El año 1866 fue importante en su biografía: publica un volumen de poesías titulado escuetamente «Poesías» y funda y dirige el periódico «La Aurora», que calificaba como «de combate». Por aquel entonces, en las Américas españolas, fundar periódicos debía ser como cuento de risa, pues cualquiera ponía en marcha tres o cuatro periódicos que, en poco tiempo, desaparecían de la circulación. «La Aurora» justifica su condición de «periódico de combate» siendo «partícipe de las amarguras que sufrían los infelices obreros, testigo de sus cuitas y dolores, y abraza fervoroso y decidido la defensa de sus hermanos en el trabajo, ya alentándolos en las tribulaciones, ya consolándolos en el infortunio, ya asociándolos para la defensa común en aquel célebre Centro de Astesanos», escribe Fuentes.

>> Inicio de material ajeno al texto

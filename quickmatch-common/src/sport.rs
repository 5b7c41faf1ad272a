use crate::score::ScoreKind;
use serde::{Deserialize, Serialize};

/// The sport a match is played under. `kind` decides the score shape and
/// the default clock duration.
#[derive(Debug, Clone, PartialEq, Eq, Serialize, Deserialize)]
pub struct Sport {
    pub code: String,
    pub name: String,
    pub kind: ScoreKind,
}

impl Sport {
    /// Builds a sport from its code, looking up the score kind. Unknown
    /// codes fall back to a generic score.
    pub fn from_code(code: impl Into<String>, name: impl Into<String>) -> Self {
        let code = code.into();
        let kind = kind_for_code(&code);
        Self {
            code,
            name: name.into(),
            kind,
        }
    }

    pub fn with_kind(code: impl Into<String>, name: impl Into<String>, kind: ScoreKind) -> Self {
        Self {
            code: code.into(),
            name: name.into(),
            kind,
        }
    }
}

/// Sport-code to score-kind lookup for the sports the application seeds.
pub fn kind_for_code(code: &str) -> ScoreKind {
    match code {
        "futbol" | "futbol_sala" | "balonmano" | "hockey" | "floorball" => ScoreKind::Goals,
        "baloncesto" | "badminton" => ScoreKind::Points,
        "voleibol" | "voleibol_sentado" | "tenis" => ScoreKind::Sets,
        "rugby" | "rugby_tag" => ScoreKind::Tries,
        "beisbol" | "softball" => ScoreKind::Runs,
        "towertouchball" => ScoreKind::TowerTouchball,
        _ => ScoreKind::Generic,
    }
}
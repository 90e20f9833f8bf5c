//! Renderer trait abstraction.

use kurbo::{Size, Vec2};
use peniko::Color;
use shapetree_core::Scene;
use thiserror::Error;

/// Renderer errors.
#[derive(Debug, Error)]
pub enum RendererError {
    #[error("Render failed: {0}")]
    RenderFailed(String),
}

/// Result type for renderer operations.
pub type RenderResult<T> = Result<T, RendererError>;

/// Context for a single render frame.
#[derive(Debug)]
pub struct RenderContext<'a> {
    /// The scene to render.
    pub scene: &'a Scene,
    /// Output size, including padding.
    pub viewport_size: Size,
    /// Background color.
    pub background_color: Color,
    /// Empty border between the viewport edge and scene coordinate (0, 0).
    pub padding: f64,
}

impl<'a> RenderContext<'a> {
    /// Create a new render context.
    pub fn new(scene: &'a Scene, viewport_size: Size) -> Self {
        Self {
            scene,
            viewport_size,
            background_color: Color::from_rgba8(192, 192, 192, 255),
            padding: 0.0,
        }
    }

    /// Set the background color.
    pub fn with_background(mut self, color: Color) -> Self {
        self.background_color = color;
        self
    }

    /// Set the padding around the scene.
    pub fn with_padding(mut self, padding: f64) -> Self {
        self.padding = padding;
        self
    }

    /// Offset from scene coordinates to viewport coordinates.
    pub fn scene_offset(&self) -> Vec2 {
        Vec2::new(self.padding, self.padding)
    }
}

/// Trait for rendering backends.
pub trait Renderer {
    /// Paint one frame of the scene in `ctx`.
    ///
    /// Called by the host once per redraw; the previous frame is discarded.
    fn build_scene(&mut self, ctx: &RenderContext<'_>) -> RenderResult<()>;

    /// Get the background color (for clearing).
    fn background_color(&self, ctx: &RenderContext<'_>) -> Color {
        ctx.background_color
    }
}
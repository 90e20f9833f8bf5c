//! SVG renderer.

use crate::renderer::{RenderContext, RenderResult, Renderer, RendererError};
use kurbo::{Rect, Size, Vec2};
use peniko::Color;
use quick_xml::Writer;
use quick_xml::events::{BytesEnd, BytesStart, Event};
use shapetree_core::{ShapeColor, StrokeStyle, Surface};
use std::io::Write;

/// SVG namespace URI.
const SVG_NS_URI: &str = "http://www.w3.org/2000/svg";

/// Dash length for selection outlines.
const DASH_LENGTH: f64 = 2.0;

/// Renders a scene into a standalone SVG document.
#[derive(Debug)]
pub struct SvgRenderer {
    elements: Vec<BytesStart<'static>>,
    size: Size,
    background: Color,
    offset: Vec2,
    color: Color,
    stroke_style: StrokeStyle,
}

impl Default for SvgRenderer {
    fn default() -> Self {
        Self::new()
    }
}

impl SvgRenderer {
    /// Create a new renderer with an empty frame.
    pub fn new() -> Self {
        Self {
            elements: Vec::new(),
            size: Size::ZERO,
            background: Color::from_rgba8(255, 255, 255, 255),
            offset: Vec2::ZERO,
            color: Color::from_rgba8(0, 0, 0, 255),
            stroke_style: StrokeStyle::Solid,
        }
    }

    /// Number of shape elements in the current frame.
    pub fn element_count(&self) -> usize {
        self.elements.len()
    }

    /// Write the current frame as an SVG document.
    pub fn write_svg<W: Write>(&self, out: W) -> RenderResult<()> {
        let mut writer = Writer::new_with_indent(out, b' ', 2);
        let (width, height) = (self.size.width.to_string(), self.size.height.to_string());

        let mut svg = BytesStart::new("svg");
        svg.push_attribute(("xmlns", SVG_NS_URI));
        svg.push_attribute(("width", width.as_str()));
        svg.push_attribute(("height", height.as_str()));
        svg.push_attribute(("viewBox", format!("0 0 {width} {height}").as_str()));
        writer
            .write_event(Event::Start(svg))
            .map_err(|e| RendererError::RenderFailed(e.to_string()))?;

        let background = element(
            "rect",
            &[
                ("x", "0".to_string()),
                ("y", "0".to_string()),
                ("width", width),
                ("height", height),
                ("fill", css_color(self.background)),
            ],
        );
        for elem in std::iter::once(&background).chain(&self.elements) {
            writer
                .write_event(Event::Empty(elem.borrow()))
                .map_err(|e| RendererError::RenderFailed(e.to_string()))?;
        }

        writer
            .write_event(Event::End(BytesEnd::new("svg")))
            .map_err(|e| RendererError::RenderFailed(e.to_string()))?;
        Ok(())
    }

    /// Render the current frame to a string.
    pub fn to_svg_string(&self) -> RenderResult<String> {
        let mut buf = Vec::new();
        self.write_svg(&mut buf)?;
        String::from_utf8(buf).map_err(|e| RendererError::RenderFailed(e.to_string()))
    }

    /// Attributes for an unfilled outline in the current paint state.
    fn stroke_attrs(&self) -> Vec<(&'static str, String)> {
        let mut attrs = vec![
            ("fill", "none".to_string()),
            ("stroke", css_color(self.color)),
        ];
        if self.stroke_style == StrokeStyle::Dashed {
            attrs.push(("stroke-dasharray", DASH_LENGTH.to_string()));
        }
        attrs
    }
}

/// Build an empty element with the given attributes.
fn element(name: &'static str, attrs: &[(&'static str, String)]) -> BytesStart<'static> {
    let mut elem = BytesStart::new(name);
    for (key, value) in attrs {
        elem.push_attribute((*key, value.as_str()));
    }
    elem
}

/// Position and size attributes of a rectangle.
fn rect_attrs(r: Rect) -> Vec<(&'static str, String)> {
    vec![
        ("x", r.x0.to_string()),
        ("y", r.y0.to_string()),
        ("width", r.width().to_string()),
        ("height", r.height().to_string()),
    ]
}

/// CSS `rgba()` notation for a color.
fn css_color(color: Color) -> String {
    let rgba = color.to_rgba8();
    format!(
        "rgba({},{},{},{:.3})",
        rgba.r,
        rgba.g,
        rgba.b,
        f64::from(rgba.a) / 255.0
    )
}

impl Surface for SvgRenderer {
    fn set_color(&mut self, color: ShapeColor) {
        self.color = color.into();
    }

    fn set_stroke_style(&mut self, style: StrokeStyle) {
        self.stroke_style = style;
    }

    fn stroke_rect(&mut self, rect: Rect) {
        let mut attrs = rect_attrs(rect + self.offset);
        attrs.extend(self.stroke_attrs());
        self.elements.push(element("rect", &attrs));
    }

    fn stroke_ellipse(&mut self, bounds: Rect) {
        let r = bounds + self.offset;
        let center = r.center();
        let mut attrs = vec![
            ("cx", center.x.to_string()),
            ("cy", center.y.to_string()),
            ("rx", (r.width() / 2.0).to_string()),
            ("ry", (r.height() / 2.0).to_string()),
        ];
        attrs.extend(self.stroke_attrs());
        self.elements.push(element("ellipse", &attrs));
    }

    fn fill_rect(&mut self, rect: Rect) {
        let mut attrs = rect_attrs(rect + self.offset);
        attrs.push(("fill", css_color(self.color)));
        self.elements.push(element("rect", &attrs));
    }
}

impl Renderer for SvgRenderer {
    fn build_scene(&mut self, ctx: &RenderContext<'_>) -> RenderResult<()> {
        self.elements.clear();
        self.size = ctx.viewport_size;
        self.background = self.background_color(ctx);
        self.offset = ctx.scene_offset();
        self.color = Color::from_rgba8(0, 0, 0, 255);
        self.stroke_style = StrokeStyle::Solid;
        ctx.scene.paint(self);
        log::debug!("Built SVG frame with {} elements", self.elements.len());
        Ok(())
    }
}

#[cfg(test)]
mod tests {
    use super::*;
    use kurbo::Point;
    use shapetree_core::{Circle, Dot, Rectangle, Scene};

    #[test]
    fn test_css_color() {
        assert_eq!(
            css_color(Color::from_rgba8(0, 0, 255, 255)),
            "rgba(0,0,255,1.000)"
        );
    }

    #[test]
    fn test_empty_scene_has_only_background() {
        let scene = Scene::new();
        let mut renderer = SvgRenderer::new();
        renderer
            .build_scene(&RenderContext::new(&scene, Size::new(20.0, 20.0)))
            .unwrap();
        let svg = renderer.to_svg_string().unwrap();

        assert_eq!(renderer.element_count(), 0);
        assert!(svg.starts_with("<svg"));
        assert!(svg.contains(r#"width="20" height="20" fill="rgba(192,192,192,1.000)""#));
        assert!(svg.trim_end().ends_with("</svg>"));
    }

    #[test]
    fn test_shapes_become_elements() {
        let mut scene = Scene::new();
        scene
            .add(Circle::new(Point::new(10.0, 10.0), 10.0, ShapeColor::blue()))
            .unwrap();
        scene
            .add(Rectangle::new(Point::new(0.0, 0.0), 5.0, 5.0, ShapeColor::black()))
            .unwrap();
        scene
            .add(Dot::new(Point::new(40.0, 40.0), ShapeColor::red()))
            .unwrap();

        let mut renderer = SvgRenderer::new();
        let ctx = RenderContext::new(&scene, Size::new(70.0, 70.0)).with_padding(10.0);
        renderer.build_scene(&ctx).unwrap();
        let svg = renderer.to_svg_string().unwrap();

        assert_eq!(renderer.element_count(), 3);
        assert!(svg.contains(r#"<ellipse cx="30" cy="30" rx="10" ry="10" fill="none" stroke="rgba(0,0,255,1.000)"/>"#));
        assert!(svg.contains(r#"<rect x="10" y="10" width="5" height="5" fill="none""#));
        assert!(svg.contains(r#"<rect x="50" y="50" width="3" height="3" fill="rgba(255,0,0,1.000)"/>"#));
        assert!(!svg.contains("stroke-dasharray"));
    }

    #[test]
    fn test_selected_shape_is_dashed() {
        let mut scene = Scene::new();
        scene
            .add(Rectangle::new(Point::new(0.0, 0.0), 5.0, 5.0, ShapeColor::black()))
            .unwrap();
        scene.click(Point::new(1.0, 1.0));

        let mut renderer = SvgRenderer::new();
        renderer
            .build_scene(&RenderContext::new(&scene, Size::new(5.0, 5.0)))
            .unwrap();
        let svg = renderer.to_svg_string().unwrap();
        assert!(svg.contains(r#"stroke="rgba(192,192,192,1.000)" stroke-dasharray="2""#));
    }
}
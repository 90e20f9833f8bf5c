//! Editor configuration.

use serde::{Deserialize, Serialize};
use shapetree_core::ShapeColor;
use std::path::Path;
use thiserror::Error;

/// Default border around the canvas, in scene units.
pub const DEFAULT_PADDING: f64 = 10.0;

/// Configuration errors.
#[derive(Debug, Error)]
pub enum ConfigError {
    #[error("IO error: {0}")]
    Io(#[from] std::io::Error),
    #[error("Parse error: {0}")]
    Parse(#[from] serde_json::Error),
}

/// Editor settings. Missing fields fall back to their defaults.
#[derive(Debug, Clone, PartialEq, Serialize, Deserialize)]
#[serde(default)]
pub struct EditorConfig {
    /// Border between the window edge and the canvas.
    pub padding: f64,
    /// Window background.
    pub background: ShapeColor,
}

impl Default for EditorConfig {
    fn default() -> Self {
        Self {
            padding: DEFAULT_PADDING,
            background: ShapeColor::light_gray(),
        }
    }
}

impl EditorConfig {
    /// Load settings from a JSON file.
    pub fn load(path: impl AsRef<Path>) -> Result<Self, ConfigError> {
        let path = path.as_ref();
        let json = std::fs::read_to_string(path)?;
        let config = Self::from_json(&json)?;
        log::info!("Loaded editor config from {}", path.display());
        Ok(config)
    }

    /// Serialize the settings to JSON.
    pub fn to_json(&self) -> Result<String, serde_json::Error> {
        serde_json::to_string_pretty(self)
    }

    /// Deserialize settings from JSON.
    pub fn from_json(json: &str) -> Result<Self, serde_json::Error> {
        serde_json::from_str(json)
    }
}

#[cfg(test)]
mod tests {
    use super::*;
    use std::io::Write;
    use tempfile::NamedTempFile;

    #[test]
    fn test_defaults() {
        let config = EditorConfig::default();
        assert!((config.padding - DEFAULT_PADDING).abs() < f64::EPSILON);
        assert_eq!(config.background, ShapeColor::light_gray());
    }

    #[test]
    fn test_partial_json_uses_defaults() {
        let config = EditorConfig::from_json(r#"{ "padding": 4.0 }"#).unwrap();
        assert!((config.padding - 4.0).abs() < f64::EPSILON);
        assert_eq!(config.background, ShapeColor::light_gray());
    }

    #[test]
    fn test_json_roundtrip() {
        let config = EditorConfig {
            padding: 2.5,
            background: ShapeColor::white(),
        };
        let json = config.to_json().unwrap();
        assert_eq!(EditorConfig::from_json(&json).unwrap(), config);
    }

    #[test]
    fn test_load_from_file() {
        let mut file = NamedTempFile::new().unwrap();
        write!(
            file,
            r#"{{ "background": {{ "r": 1, "g": 2, "b": 3, "a": 255 }} }}"#
        )
        .unwrap();

        let config = EditorConfig::load(file.path()).unwrap();
        assert_eq!(config.background, ShapeColor::new(1, 2, 3, 255));
        assert!((config.padding - DEFAULT_PADDING).abs() < f64::EPSILON);
    }

    #[test]
    fn test_load_errors() {
        let dir = tempfile::tempdir().unwrap();
        let missing = dir.path().join("missing.json");
        assert!(matches!(EditorConfig::load(&missing), Err(ConfigError::Io(_))));

        let mut file = NamedTempFile::new().unwrap();
        write!(file, "not json").unwrap();
        assert!(matches!(EditorConfig::load(file.path()), Err(ConfigError::Parse(_))));
    }
}
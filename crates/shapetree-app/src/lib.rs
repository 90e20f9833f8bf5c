//! ShapeTree App Library
//!
//! Editor host for a ShapeTree scene: configuration, canvas sizing,
//! click-to-select and repainting through a renderer.

mod config;
mod editor;

pub use config::{ConfigError, DEFAULT_PADDING, EditorConfig};
pub use editor::Editor;

use clap::Parser;
use kurbo::Point;
use shapetree_core::{Circle, Dot, Group, Rectangle, SceneError, Shape, ShapeColor};
use shapetree_render::RendererError;
use std::path::PathBuf;
use thiserror::Error;

/// Application errors.
#[derive(Debug, Error)]
pub enum AppError {
    #[error("Config error: {0}")]
    Config(#[from] ConfigError),
    #[error("Scene error: {0}")]
    Scene(#[from] SceneError),
    #[error("Render error: {0}")]
    Render(#[from] RendererError),
    #[error("Invalid argument: {0}")]
    InvalidArgument(String),
}

/// Apply clicks to the demo picture and print the final frame as SVG.
#[derive(Parser, Debug)]
#[command(version, about, long_about = None)]
pub struct Cli {
    /// Editor config file (JSON)
    #[arg(long, value_name = "PATH")]
    pub config: Option<PathBuf>,

    /// Clicks in window coordinates, each as `x,y`
    #[arg(value_parser = parse_point)]
    pub clicks: Vec<Point>,
}

/// The demo picture: a blue circle, a nested group, and a frame.
pub fn demo_shapes() -> Vec<Shape> {
    let markers = Group::with_children(vec![
        Dot::new(Point::new(70.0, 45.0), ShapeColor::green()).into(),
        Dot::new(Point::new(80.0, 55.0), ShapeColor::green()).into(),
    ]);
    let cluster = Group::with_children(vec![
        Rectangle::new(Point::new(40.0, 40.0), 25.0, 20.0, ShapeColor::red()).into(),
        markers.into(),
    ]);
    vec![
        Circle::new(Point::new(10.0, 10.0), 10.0, ShapeColor::blue()).into(),
        cluster.into(),
        Rectangle::new(Point::new(10.0, 80.0), 80.0, 15.0, ShapeColor::black()).into(),
    ]
}

/// Parse a click argument of the form `x,y`.
pub fn parse_point(arg: &str) -> Result<Point, AppError> {
    let invalid = || AppError::InvalidArgument(format!("expected x,y but got {arg:?}"));
    let (x, y) = arg.split_once(',').ok_or_else(invalid)?;
    let x = x.trim().parse::<f64>().map_err(|_| invalid())?;
    let y = y.trim().parse::<f64>().map_err(|_| invalid())?;
    Ok(Point::new(x, y))
}
//! ShapeTree Core Library
//!
//! A recursive tree of drawable shapes. Leaves and groups share one capability
//! ([`ShapeTrait`]): bounds, translation, point hit testing, selection and paint.
//! The [`Scene`] is the root group a host mutates, paints and clicks into.

pub mod scene;
pub mod shapes;
pub mod surface;

pub use scene::{Scene, SceneError, SceneResult};
pub use shapes::{Circle, Dot, Group, Rectangle, Shape, ShapeColor, ShapeId, ShapeTrait};
pub use surface::{StrokeStyle, Surface};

La publicación se suspende en 1868, al estallar la guerra llamada de los Diez Años o «Guerra Chica». Mas Saturnino persevera en el periodismo y en 1870 funda otro periódico, «La Unión», en el que no se reduce a la defensa lacrimógena del obrero, sino que añade la crítica a la administración colonial española, lo que le acarrea la deportación a España por orden del capitán general de la isla, Jovellar. Se conoce que la defensa de los obreros no inquietaba a las autoridades siempre que no sea mezclara con críticas a la política. La deportación a la patria, paradójica si se quiere, le resultó fructífera en el aspecto literario, ya que le dio tema para dos poemas de títulos esperados: «La vuelta al hogar» y «Mi valle natal».

Y no hay mal que no tenga su aspecto bueno, pues puede regresar a Sariego, cosa que su economía no le hubiera permitido, de no ser aquel viaje por cuenta del gobierno. Tampoco fue muy severa la deportación, porque al poco tiempo está de regreso en Cuba, donde en 1875 funda el periódico «La Razón», que fue el de más larga vida de cuantos dirigió. También colaboró en otras publicaciones periódicas como «Aguinaldo de Costales», «Ofrenda al Bazar», «Revista Habanera», «Noches Literarias», «Liceo de La Habana» y «Diario de la Marina». La prosa solía firmarla con su nombre y el verso con el seudónimo de El Vate de las Yaguas.

Las autoridades coloniales siempre le tuvieron entre ceja y ceja por sus críticas. Pero a algunos de sus artículos se debe la idea de fundar el Centro Asturiano de La Habana, no figurando él entre los socios fundadores, pero, como escribe Juan Bances Conde, «su espíritu estaba allí, dominándolo todo». Con el tiempo, y a pesar de los disgustos que le acarreaba su actitud crítica, llegaron los honores, e incluso algún cargo remunerado, como el de secretario de la Cámara de Comercio, Industria y Navegación. Al constituirse el tardío y efímero gobierno autónomo de Cuba, en 1898, se le encomendó el cargo de subsecretario de Obras Públicas y Comunicaciones. Poco después se produce la independencia de la isla, lo que no fue motivo para que Saturnino la abandonara. Aunque la mayor parte de su vida había transcurrido allí, conservaba la nacionalidad española.

Siguió escribiendo en los periódicos, que era su único medio de sustento, hasta que en febrero de 1904 se le diagnostica una grave enfermedad que le obliga a ingresar en la quinta de salud «Covadonga», perteneciente al Centro Asturiano de La Habana. A partir de entonces, Saturnino no volverá a ser Saturnino. Su deterioro va en aumento: muere el 28 de diciembre de 1905. Con este motivo, el Centro Asturiano de La Habana le dedicó una velada solemne.